» **Excerpted data**

---

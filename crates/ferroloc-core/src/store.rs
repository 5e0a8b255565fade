use crate::error::{Error, Result};
use crate::namespace::KeyPrefix;
use indexmap::IndexMap;
use serde::{Deserialize, Serialize};
use sha2::{Digest, Sha256};
use std::collections::BTreeMap;
use std::fs;
use std::path::Path;

/// Leads every store written by a rebase.
pub const GENERATED_NOTICE: &str =
    "GENERATED FILE, DO NOT EDIT. Produced by `ferroloc rebase` from the LaTeX sources.";

/// The persisted key to text mapping exchanged with translators.
///
/// Keys are namespaced (see [`KeyPrefix`]) and kept in file-graph order.
/// Values are stored escaped (see [`escape`]) so that no entry spans lines.
///
/// ```
/// use ferroloc_core::store::TranslationStore;
///
/// let mut store = TranslationStore::new();
/// store.insert("main$intro".to_string(), "Hello\nworld");
/// assert_eq!(store.raw("main$intro"), Some("Hello\\nworld"));
/// assert_eq!(store.get("main$intro").as_deref(), Some("Hello\nworld"));
/// ```
#[derive(Debug, Clone, PartialEq, Serialize, Deserialize)]
pub struct TranslationStore {
    #[serde(rename = "_generated", default)]
    pub notice: String,
    #[serde(default, skip_serializing_if = "Option::is_none")]
    pub language: Option<String>,
    #[serde(default)]
    pub entries: IndexMap<String, String>,
    /// sha256 of every source file at rebase time, keyed by relative path.
    #[serde(default, skip_serializing_if = "BTreeMap::is_empty")]
    pub sources: BTreeMap<String, String>,
}

impl Default for TranslationStore {
    fn default() -> Self {
        Self::new()
    }
}

impl TranslationStore {
    pub fn new() -> Self {
        Self {
            notice: GENERATED_NOTICE.to_string(),
            language: None,
            entries: IndexMap::new(),
            sources: BTreeMap::new(),
        }
    }

    /// Stores `text` under `key`, escaped. Re-inserting a key keeps its
    /// original position and returns the previous raw value.
    pub fn insert(&mut self, key: String, text: &str) -> Option<String> {
        self.entries.insert(key, escape(text))
    }

    /// The escaped value as persisted.
    pub fn raw(&self, key: &str) -> Option<&str> {
        self.entries.get(key).map(String::as_str)
    }

    /// The unescaped value.
    pub fn get(&self, key: &str) -> Option<String> {
        self.raw(key).map(unescape)
    }

    pub fn len(&self) -> usize {
        self.entries.len()
    }

    pub fn is_empty(&self) -> bool {
        self.entries.is_empty()
    }

    /// The unescaped entries of one file, keyed by local key, in store order.
    ///
    /// `files` holds the prefixes of every file in the graph. An entry belongs
    /// to `prefix` only if that is its [owner](KeyPrefix::owner) among them.
    pub fn entries_for(
        &self,
        prefix: &KeyPrefix,
        files: &[KeyPrefix],
    ) -> IndexMap<String, String> {
        self.entries
            .iter()
            .filter(|(key, _)| KeyPrefix::owner(files, key) == Some(prefix))
            .filter_map(|(key, value)| {
                prefix
                    .strip(key)
                    .map(|local| (local.to_string(), unescape(value)))
            })
            .collect()
    }

    pub fn record_source(&mut self, relative_path: &str, text: &str) {
        self.sources
            .insert(relative_path.to_string(), fingerprint(text));
    }

    /// Whether `text` differs from the recorded source of `relative_path`.
    /// Unrecorded paths are never stale.
    pub fn is_stale(&self, relative_path: &str, text: &str) -> bool {
        self.sources
            .get(relative_path)
            .is_some_and(|digest| *digest != fingerprint(text))
    }

    pub fn to_json_string(&self) -> serde_json::Result<String> {
        let mut json = serde_json::to_string_pretty(self)?;
        json.push('\n');
        Ok(json)
    }

    pub fn save(&self, path: &Path) -> Result<()> {
        if let Some(parent) = path.parent() {
            fs::create_dir_all(parent).map_err(|e| Error::io(parent, e))?;
        }
        let json = self.to_json_string().map_err(|e| Error::json(path, e))?;
        fs::write(path, json).map_err(|e| Error::io(path, e))?;
        log::info!("Saved {} entries to {}", self.len(), path.display());
        Ok(())
    }

    pub fn load(path: &Path) -> Result<Self> {
        let content = fs::read_to_string(path).map_err(|e| Error::io(path, e))?;
        let store: Self = serde_json::from_str(&content).map_err(|e| Error::json(path, e))?;
        log::debug!("Loaded {} entries from {}", store.len(), path.display());
        Ok(store)
    }
}

/// Hex sha256 of a source text.
pub fn fingerprint(text: &str) -> String {
    let mut hasher = Sha256::new();
    hasher.update(text.as_bytes());
    hex::encode(hasher.finalize())
}

/// Escapes `\` as `\\` and a line break as `\n`.
pub fn escape(text: &str) -> String {
    let mut out = String::with_capacity(text.len());
    for c in text.chars() {
        match c {
            '\\' => out.push_str("\\\\"),
            '\n' => out.push_str("\\n"),
            _ => out.push(c),
        }
    }
    out
}

/// Reverses [`escape`]. A backslash before anything but `n` or another
/// backslash is kept verbatim. Hand-edited values must still escape their
/// own backslashes: an unescaped `\newpage` reads back as a line break
/// followed by `ewpage`.
pub fn unescape(text: &str) -> String {
    let mut out = String::with_capacity(text.len());
    let mut chars = text.chars();
    while let Some(c) = chars.next() {
        if c != '\\' {
            out.push(c);
            continue;
        }
        match chars.next() {
            Some('n') => out.push('\n'),
            Some('\\') => out.push('\\'),
            Some(other) => {
                out.push('\\');
                out.push(other);
            }
            None => out.push('\\'),
        }
    }
    out
}
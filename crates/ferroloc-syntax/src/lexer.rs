/// The structural classes a [`Lexer`] distinguishes.
#[derive(Debug, Clone, Copy, PartialEq, Eq, Hash)]
pub enum TokenKind {
    /// `\section`, `\{`, `\\`: a backslash and whatever it escapes.
    Command,
    /// An unescaped `{`.
    LBrace,
    /// An unescaped `}`.
    RBrace,
    /// Everything else, including whitespace and `%` comments.
    Text,
}

/// A token with its byte offset in the lexed input.
#[derive(Debug, Clone, Copy, PartialEq, Eq)]
pub struct Token<'a> {
    pub kind: TokenKind,
    pub offset: usize,
    pub text: &'a str,
}

/// A brace-aware lexer for LaTeX source code.
///
/// ## Overview
///
/// The lexer only knows what it takes to tell a structural brace from an
/// escaped one:
///
/// - **Commands**: a backslash followed by letters (`\section`) or by a single
///   symbol (`\{`, `\}`, `\\`, `\%`). Escaped braces are therefore swallowed by
///   the command token and never reported as [`TokenKind::LBrace`] or
///   [`TokenKind::RBrace`].
/// - **Braces**: `{` and `}`
/// - **Text**: everything else, consumed greedily until a backslash or brace
///
/// Comments are *not* recognized. Localization tags such as
/// `%%##$key>>` sit inside the argument of a heading, before its closing brace,
/// so treating `%` as a comment would hide that brace.
///
/// Title extraction and structural validation both consume this lexer, which
/// keeps their notion of "unescaped" identical.
///
/// ## Examples
///
/// ```
/// use ferroloc_syntax::lexer::{Lexer, TokenKind};
///
/// let kinds: Vec<_> = Lexer::new(r"\section{A \{b\}}").map(|t| t.kind).collect();
/// assert_eq!(
///     kinds,
///     vec![
///         TokenKind::Command, // \section
///         TokenKind::LBrace,
///         TokenKind::Text,    // "A "
///         TokenKind::Command, // \{
///         TokenKind::Text,    // "b"
///         TokenKind::Command, // \}
///         TokenKind::RBrace,
///     ]
/// );
/// ```
pub struct Lexer<'a> {
    /// The input source text being lexed.
    input: &'a str,
    /// Current byte position in the input.
    position: usize,
}

impl<'a> Lexer<'a> {
    /// Creates a new `Lexer` for the given input string.
    pub fn new(input: &'a str) -> Self {
        Self { input, position: 0 }
    }

    /// Returns the next token, or `None` at end of input.
    pub fn next_token(&mut self) -> Option<Token<'a>> {
        let start = self.position;
        let rest = &self.input[start..];
        let mut chars = rest.chars();
        let c = chars.next()?;

        let kind = match c {
            '\\' => {
                self.position += c.len_utf8();
                if let Some(next) = chars.next() {
                    self.position += next.len_utf8();
                    if next.is_alphabetic() {
                        while let Some(n) = self.input[self.position..].chars().next() {
                            if n.is_alphabetic() {
                                self.position += n.len_utf8();
                            } else {
                                break;
                            }
                        }
                    }
                }
                TokenKind::Command
            }
            '{' => {
                self.position += c.len_utf8();
                TokenKind::LBrace
            }
            '}' => {
                self.position += c.len_utf8();
                TokenKind::RBrace
            }
            _ => {
                self.position += c.len_utf8();
                while let Some(n) = self.input[self.position..].chars().next() {
                    match n {
                        '\\' | '{' | '}' => break,
                        _ => self.position += n.len_utf8(),
                    }
                }
                TokenKind::Text
            }
        };

        Some(Token {
            kind,
            offset: start,
            text: &self.input[start..self.position],
        })
    }
}

impl<'a> Iterator for Lexer<'a> {
    type Item = Token<'a>;

    fn next(&mut self) -> Option<Self::Item> {
        self.next_token()
    }
}

/// Byte offsets of every structural (unescaped) brace in `input`, paired with
/// `true` for `{` and `false` for `}`.
pub fn structural_braces(input: &str) -> Vec<(usize, bool)> {
    Lexer::new(input)
        .filter_map(|token| match token.kind {
            TokenKind::LBrace => Some((token.offset, true)),
            TokenKind::RBrace => Some((token.offset, false)),
            _ => None,
        })
        .collect()
}
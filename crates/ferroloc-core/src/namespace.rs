use std::fmt;
use std::path::{Component, Path};

/// The namespace of one source file's keys inside a translation store.
///
/// The prefix is the file's relative path with `/` and the trailing `.tex`
/// both turned into `$`: `guide/intro.tex` becomes `guide$intro$`, so block key
/// `k1` is stored as `guide$intro$k1` and title key `$t1` as `guide$intro$$t1`.
#[derive(Debug, Clone, PartialEq, Eq, Hash)]
pub struct KeyPrefix(String);

impl KeyPrefix {
    /// Builds the prefix for a path relative to the source directory.
    /// `.` components are ignored and separators are normalized to `/`.
    pub fn for_path(relative: &Path) -> Self {
        let joined = relative
            .components()
            .filter_map(|component| match component {
                Component::Normal(part) => Some(part.to_string_lossy().into_owned()),
                _ => None,
            })
            .collect::<Vec<_>>()
            .join("/");
        let stem = joined.strip_suffix(".tex").unwrap_or(&joined);
        KeyPrefix(format!("{}$", stem.replace('/', "$")))
    }

    pub fn as_str(&self) -> &str {
        &self.0
    }

    pub fn qualify(&self, local_key: &str) -> String {
        format!("{}{}", self.0, local_key)
    }

    /// The rest of `namespaced` after this prefix, taken verbatim.
    ///
    /// A prefix match alone does not prove ownership: `guide$` is also a
    /// prefix of the keys of `guide/intro.tex`. Use [`KeyPrefix::owner`] to
    /// decide which file a key belongs to.
    pub fn strip<'k>(&self, namespaced: &'k str) -> Option<&'k str> {
        namespaced.strip_prefix(self.0.as_str())
    }

    /// The file owning `namespaced` among `prefixes`: the longest prefix that
    /// matches. Local keys may themselves contain `$` (malformed keys are kept
    /// as written), so the remainder is never inspected.
    pub fn owner<'p>(prefixes: &'p [KeyPrefix], namespaced: &str) -> Option<&'p KeyPrefix> {
        prefixes
            .iter()
            .filter(|prefix| namespaced.starts_with(prefix.as_str()))
            .max_by_key(|prefix| prefix.0.len())
    }
}

impl fmt::Display for KeyPrefix {
    fn fmt(&self, f: &mut fmt::Formatter<'_>) -> fmt::Result {
        f.write_str(&self.0)
    }
}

---

Please report every line among the entries that includes "IndexMap".

» **Response to the task**
use indexmap::IndexMap;
    pub entries: IndexMap<String, String>,
            entries: IndexMap::new(),
    ) -> IndexMap<String, String> {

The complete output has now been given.